= Euler system =

Mathematical concept

In mathematics, particularly number theory, an Euler system is a collection of compatible elements of Galois cohomology groups indexed by fields. They were introduced by Kolyvagin (1990) in his work on Heegner points on modular elliptic curves, which was motivated by his earlier paper Kolyvagin (1988) and the work of Thaine (1988). Euler systems are named after Leonhard Euler because the factors relating different elements of an Euler system resemble the Euler factors of an Euler product.

Euler systems can be used to construct annihilators of ideal class groups or Selmer groups, thus giving bounds on their orders, which in turn has led to deep theorems such as the finiteness of some Tate-Shafarevich groups. This led to Karl Rubin's new proof of the main conjecture of Iwasawa theory, considered simpler than the original proof due to Barry Mazur and Andrew Wiles.

==Definition==
Although there are several definitions of special sorts of Euler system, there seems to be no published definition of an Euler system that covers all known cases. But it is possible to say roughly what an Euler system is, as follows:
- An Euler system is given by collection of elements c_{F}. These elements are often indexed by certain number fields F containing some fixed number field K, or by something closely related such as square-free integers. The elements c_{F} are typically elements of some Galois cohomology group such as H^{1}(F, T) where T is a p-adic representation of the absolute Galois group of K.
- The most important condition is that the elements c_{F} and c_{G} for two different fields F ⊆ G are related by a simple formula, such as
${\rm cor}_{G/F}(c_G) = \prod_{q\in \Sigma(G/F)}P(\mathrm{Fr}_q^{-1}|{\rm Hom}_O(T,O(1));\mathrm{Fr}_q^{-1})c_F$
Here the "Euler factor" P(τ|B;x) is defined to be the element det(1-τx|B) considered as an element of O[x], which when x happens to act on B is not the same as det(1-τx|B) considered as an element of O.
- There may be other conditions that the c_{F} have to satisfy, such as congruence conditions.

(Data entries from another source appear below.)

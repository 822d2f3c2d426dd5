//! Unit tests for the recommendation engine

use memescan::config::EngineConfig;
use memescan::models::signal::{
    BandCondition, ConditionCategory, ConditionSet, CrossSignal, OrderFlow, Recommendation,
    RsiCondition, TriggerCondition,
};
use memescan::signals::decision::{RecommendationEngine, StopLossTakeProfit};

fn conditions(
    ema_cross: Option<CrossSignal>,
    rsi: Option<RsiCondition>,
    bollinger: Option<BandCondition>,
) -> ConditionSet {
    ConditionSet {
        ema_cross,
        rsi,
        bollinger,
        order_flow: OrderFlow::Bearish,
    }
}

#[test]
fn test_buy_levels_and_triggers() {
    let config = EngineConfig::default();
    let set = conditions(
        Some(CrossSignal::GoldenCross),
        Some(RsiCondition::Oversold),
        Some(BandCondition::TouchLower),
    );

    match RecommendationEngine::new(&config).decide(&set, 2.0) {
        Recommendation::Buy {
            entry_price,
            take_profit,
            stop_loss,
            conditions_met,
        } => {
            assert_eq!(entry_price, 2.0);
            assert!((take_profit - 2.06).abs() < 1e-12);
            assert!((stop_loss - 1.98).abs() < 1e-12);
            assert_eq!(
                conditions_met,
                vec![
                    TriggerCondition::GoldenCross,
                    TriggerCondition::RsiOversold,
                    TriggerCondition::LowerBandTouch,
                ]
            );
        }
        other => panic!("expected BUY, got {:?}", other),
    }
}

#[test]
fn test_buy_lists_only_fired_triggers() {
    let config = EngineConfig::default();
    let set = conditions(None, None, Some(BandCondition::TouchLower));
    match RecommendationEngine::new(&config).decide(&set, 1.0) {
        Recommendation::Buy { conditions_met, .. } => {
            assert_eq!(conditions_met, vec![TriggerCondition::LowerBandTouch]);
        }
        other => panic!("expected BUY, got {:?}", other),
    }
}

#[test]
fn test_sell_triggers() {
    let config = EngineConfig::default();
    let set = conditions(
        Some(CrossSignal::DeathCross),
        Some(RsiCondition::Overbought),
        Some(BandCondition::TouchUpper),
    );
    assert_eq!(
        RecommendationEngine::new(&config).decide(&set, 3.0),
        Recommendation::Sell {
            current_price: 3.0,
            conditions_met: vec![
                TriggerCondition::DeathCross,
                TriggerCondition::RsiOverbought,
                TriggerCondition::UpperBandTouch,
            ],
        }
    );
}

#[test]
fn test_buy_takes_precedence_over_sell() {
    let config = EngineConfig::default();
    let set = conditions(
        Some(CrossSignal::DeathCross),
        Some(RsiCondition::Oversold),
        Some(BandCondition::TouchUpper),
    );
    match RecommendationEngine::new(&config).decide(&set, 1.0) {
        Recommendation::Buy { conditions_met, .. } => {
            assert_eq!(conditions_met, vec![TriggerCondition::RsiOversold]);
        }
        other => panic!("expected BUY, got {:?}", other),
    }
}

#[test]
fn test_no_signal_lists_present_categories() {
    let config = EngineConfig::default();
    let set = ConditionSet {
        ema_cross: None,
        rsi: None,
        bollinger: None,
        order_flow: OrderFlow::Bullish,
    };
    let recommendation = RecommendationEngine::new(&config).decide(&set, 1.0);
    assert_eq!(
        recommendation,
        Recommendation::NoSignal {
            conditions_met: vec![ConditionCategory::OrderFlow],
        }
    );
    assert_eq!(recommendation.action(), "NO_SIGNAL");
}

#[test]
fn test_stop_loss_take_profit_from_entry() {
    let exits = StopLossTakeProfit::from_entry(100.0, 0.03, 0.01);
    assert!((exits.take_profit - 103.0).abs() < 1e-9);
    assert!((exits.stop_loss - 99.0).abs() < 1e-9);
}

#[test]
fn test_recommendation_json_shape() {
    let recommendation = Recommendation::Sell {
        current_price: 1.5,
        conditions_met: vec![TriggerCondition::DeathCross],
    };
    let json = serde_json::to_value(&recommendation).unwrap();
    assert_eq!(json["action"], "SELL");
    assert_eq!(json["current_price"], 1.5);
    assert_eq!(json["conditions_met"][0], "death_cross");
    assert_eq!(TriggerCondition::DeathCross.to_string(), "Death Cross");
}
//! Volatility indicators: Bollinger Bands

pub mod bollinger;

pub use bollinger::*;
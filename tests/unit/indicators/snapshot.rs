//! Unit tests for the indicator snapshot

use memescan::config::EngineConfig;
use memescan::indicators::{IndicatorEngine, PriceWindow};

fn window_of(len: usize) -> PriceWindow {
    let mut window = PriceWindow::default();
    for i in 0..len {
        window.push(1.0 + i as f64 * 0.01).unwrap();
    }
    window
}

#[test]
fn test_snapshot_empty_window() {
    let window = PriceWindow::default();
    assert!(IndicatorEngine::compute(&window, &EngineConfig::default()).is_none());
}

#[test]
fn test_snapshot_markers_follow_history_length() {
    let config = EngineConfig::default();

    let snapshot = IndicatorEngine::compute(&window_of(1), &config).unwrap();
    assert_eq!(snapshot.ema9(), snapshot.ema21());
    assert!(snapshot.rsi.is_none());
    assert!(snapshot.bollinger.is_none());

    let snapshot = IndicatorEngine::compute(&window_of(15), &config).unwrap();
    assert!(snapshot.rsi.is_some());
    assert!(snapshot.bollinger.is_none());

    let snapshot = IndicatorEngine::compute(&window_of(20), &config).unwrap();
    assert!(snapshot.rsi.is_some());
    assert!(snapshot.bollinger.is_some());
    assert_eq!(snapshot.samples, 20);
    assert!((snapshot.price - 1.19).abs() < 1e-12);
}
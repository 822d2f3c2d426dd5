//! RSI (Relative Strength Index) indicator

use crate::models::indicators::RsiIndicator;

pub const DEFAULT_RSI_PERIOD: u32 = 14;

/// Calculate RSI with Wilder smoothing (alpha = 1 / period).
///
/// RSI = 100 - (100 / (1 + RS))
/// RS = Average Gain / Average Loss
///
/// Needs more than `period` closes. Both averages start at zero (the first
/// close has no change) and every price change is smoothed in. An average
/// loss of zero yields 100.
pub fn calculate_rsi(closes: &[f64], period: u32) -> Option<RsiIndicator> {
    if period == 0 || closes.len() <= period as usize {
        return None;
    }

    let alpha = 1.0 / period as f64;
    let mut avg_gain = 0.0;
    let mut avg_loss = 0.0;

    for delta in closes.windows(2).map(|pair| pair[1] - pair[0]) {
        avg_gain = alpha * delta.max(0.0) + (1.0 - alpha) * avg_gain;
        avg_loss = alpha * (-delta).max(0.0) + (1.0 - alpha) * avg_loss;
    }

    let value = if avg_loss == 0.0 {
        100.0
    } else {
        let rs = avg_gain / avg_loss;
        100.0 - (100.0 / (1.0 + rs))
    };

    Some(RsiIndicator { value, period })
}

/// Calculate RSI with default period (14)
pub fn calculate_rsi_default(closes: &[f64]) -> Option<RsiIndicator> {
    calculate_rsi(closes, DEFAULT_RSI_PERIOD)
}
//! Wire types for `GET /dex/tokens/{address}`.

use serde::{Deserialize, Serialize};

use crate::models::observation::ObservationRecord;
use crate::services::error::ProviderError;

const UNKNOWN: &str = "UNKNOWN";

#[derive(Debug, Clone, Default, Serialize, Deserialize)]
pub struct TokenPairsResponse {
    #[serde(default)]
    pub pairs: Option<Vec<PairData>>,
}

#[derive(Debug, Clone, Default, Serialize, Deserialize)]
#[serde(rename_all = "camelCase")]
pub struct PairData {
    pub chain_id: String,
    #[serde(default)]
    pub dex_id: Option<String>,
    #[serde(default)]
    pub price_usd: Option<String>,
    #[serde(default)]
    pub volume: Option<WindowedValue>,
    #[serde(default)]
    pub liquidity: Option<Liquidity>,
    #[serde(default)]
    pub price_change: Option<WindowedValue>,
    #[serde(default)]
    pub base_token: Option<BaseToken>,
    #[serde(default)]
    pub txns: Option<Transactions>,
}

#[derive(Debug, Clone, Default, Serialize, Deserialize)]
pub struct WindowedValue {
    #[serde(default)]
    pub h24: Option<f64>,
}

#[derive(Debug, Clone, Default, Serialize, Deserialize)]
pub struct Liquidity {
    #[serde(default)]
    pub usd: Option<f64>,
}

#[derive(Debug, Clone, Default, Serialize, Deserialize)]
pub struct BaseToken {
    #[serde(default)]
    pub symbol: Option<String>,
}

#[derive(Debug, Clone, Default, Serialize, Deserialize)]
pub struct Transactions {
    #[serde(default)]
    pub h24: Option<TransactionCounts>,
}

#[derive(Debug, Clone, Copy, Default, Serialize, Deserialize)]
pub struct TransactionCounts {
    #[serde(default)]
    pub buys: u64,
    #[serde(default)]
    pub sells: u64,
}

impl PairData {
    pub fn volume_24h(&self) -> f64 {
        self.volume.as_ref().and_then(|v| v.h24).unwrap_or(0.0)
    }

    /// Normalize into a validated observation.
    pub fn into_observation(self) -> Result<ObservationRecord, ProviderError> {
        let raw_price = self
            .price_usd
            .as_deref()
            .ok_or_else(|| ProviderError::MalformedPair("missing priceUsd".to_string()))?;
        let price: f64 = raw_price.trim().parse().map_err(|_| {
            ProviderError::MalformedPair(format!("unparsable priceUsd '{}'", raw_price))
        })?;

        let counts = self.txns.as_ref().and_then(|t| t.h24).unwrap_or_default();

        let record = ObservationRecord::new(
            price,
            self.volume_24h(),
            self.liquidity.as_ref().and_then(|l| l.usd).unwrap_or(0.0),
            self.price_change.as_ref().and_then(|c| c.h24).unwrap_or(0.0),
            counts.buys,
            counts.sells,
            self.base_token
                .and_then(|t| t.symbol)
                .unwrap_or_else(|| UNKNOWN.to_string()),
            self.dex_id.unwrap_or_else(|| UNKNOWN.to_string()),
        )?;
        Ok(record)
    }
}

impl TokenPairsResponse {
    /// Highest 24h-volume pair on `chain_id`, if any. The first listed pair
    /// wins a tie.
    pub fn select_pair(self, chain_id: &str) -> Option<PairData> {
        self.pairs?
            .into_iter()
            .filter(|pair| pair.chain_id == chain_id)
            .reduce(|best, pair| {
                if pair.volume_24h() > best.volume_24h() {
                    pair
                } else {
                    best
                }
            })
    }
}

Kazuya Kato refers to the elements in an Euler system as "arithmetic incarnations of zeta" and describes the property of being an Euler system as "an arithmetic reflection of the fact that these incarnations are related to special values of Euler products".

==Examples==

===Cyclotomic units===
For every square-free positive integer n pick an n-th root ζ_{n} of 1, with ζ_{mn} = ζ_{m}ζ_{n} for m,n coprime. Then the cyclotomic Euler system is the set of numbers
α_{n} = 1 − ζ_{n}. These satisfy the relations
$N_{Q(\zeta_{nl})/Q(\zeta_l)}(\alpha_{nl}) = \alpha_n^{F_l-1}$
$\alpha_{nl}\equiv\alpha_n$ modulo all primes above l
where l is a prime not dividing n and F_{l} is a Frobenius automorphism with F_{l}(ζ_{n}) = ζ.
Kolyvagin used this Euler system to give an elementary proof of the Gras conjecture.

===Heegner points===
Kolyvagin constructed an Euler system from the Heegner points of an elliptic curve, and used this to show that in some cases the Tate-Shafarevich group is finite.

===Kato's Euler system===
Kato's Euler system consists of certain elements occurring in the algebraic K-theory of modular curves. These elements—named Beilinson elements after Alexander Beilinson who introduced them in Beilinson (1984)—were used by Kazuya Kato in Kato (2004) to prove one divisibility in Barry Mazur's main conjecture of Iwasawa theory for elliptic curves.